John Leguizamo Brings Another One-Man Show to Broadway
Today, October 19, 2017, Latin History for Morons
begins previews at Studio 54, ahead of an opening night scheduled for November 15, 2017. This one-man show starring John Leguizamo is scheduled to run until the closing date of February 4, 2018. John Leguizamo is a Colombian-American actor, comedian, and writer who is a beloved star of stage and screen. On Broadway, Leguizamo has specialized in bringing his one-man shows to a large audiences, a feat that is all too difficult to achieve for the majority of performers. His first Broadway show was the 1998 production of Freak
, which was directed by Spike Lee, filmed for HBO, and won Leguizamo the Drama Desk Award for Outstanding One-Person Show. In 2001, he debuted the one-man show Sexaholix
, which dealt with his love life and how he started a family. He then revived that show in 2003. In 2008, he made his one and only Broadway appearance to date that was not a one-man show: David Mamet’s American Buffalo
. In 2011, he brought his one-man show Ghetto Klown
to Broadway, which is based on his memoir “Pimps, Hos, Playa Hatas, and All the Rest of My Hollywood Friends: My Life.” This show dealt with his life from obscurity to stardom, and received very positive reviews.
“Latin History for Morons” Traces Marginalization of Latinos Across History
Now, Leguizamo brings yet another one-man show, Latin History for Morons
, to Broadway following a successful Off-Broadway run at the Public Theater. This production is directed by Tony Taccone, the artistic director of Berkeley Repertory Theatre, whose previous Broadway directing credits include Wishful Drinking
and Bridge & Tunnel
. In addition to the Off-Broadway run, Latin History for Morons
played at the Berkeley Repertory Theatre, and both of those theatre companies co-produce the Broadway run, along with Nelle Nugent and Kenneth Teaton. The show also has original music and sound design by Bray Poor, along with scenic design by Rachel Hauck, and lighting design by Alexander V. Nichols. The show, which received rave reviews in its earlier incarnations, was inspired by what Leguizamo has described as his perceived “aggression” towards Latinos.
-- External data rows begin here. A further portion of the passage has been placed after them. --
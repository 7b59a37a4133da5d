#![doc = include_str!("../README.md")]

pub mod cli;
pub mod logging;
pub mod metrics_server;
pub mod server;
pub mod tls;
Like in many of his one-man shows, Leguizamo plays many different character in Latin History for Morons
. In the play, he satirically delivers a history lesson at a chalkboard, and in addition to playing the teacher, he plays many Latinos across history who contributed to society over the years. Comedically seeking to rectify the omissions in many history textbooks of these Latino contributions, Leguizamo succeeds in charming his diverse audiences, which also edifying them. In addition to speaking the parts of these characters, Leguizamo performs them with great physicality, ranging from freestyle choreography to interpret ancient Aztec and Inca rituals, to sambas, mambos, and tangos, as well as an Irish jig. In the New York Times review of the Off-Broadway production, Ben Brantley called this show “harshly funny” and “surprisingly poignant.” Once the show opens on November 15, 2017, it will remain to be seen if the critics are as laudatory of the Broadway production, but chances are that they will continue to be fans. As the show plays throughout the holiday season, there will be many chances to catch this impressive one-man show before the run is through.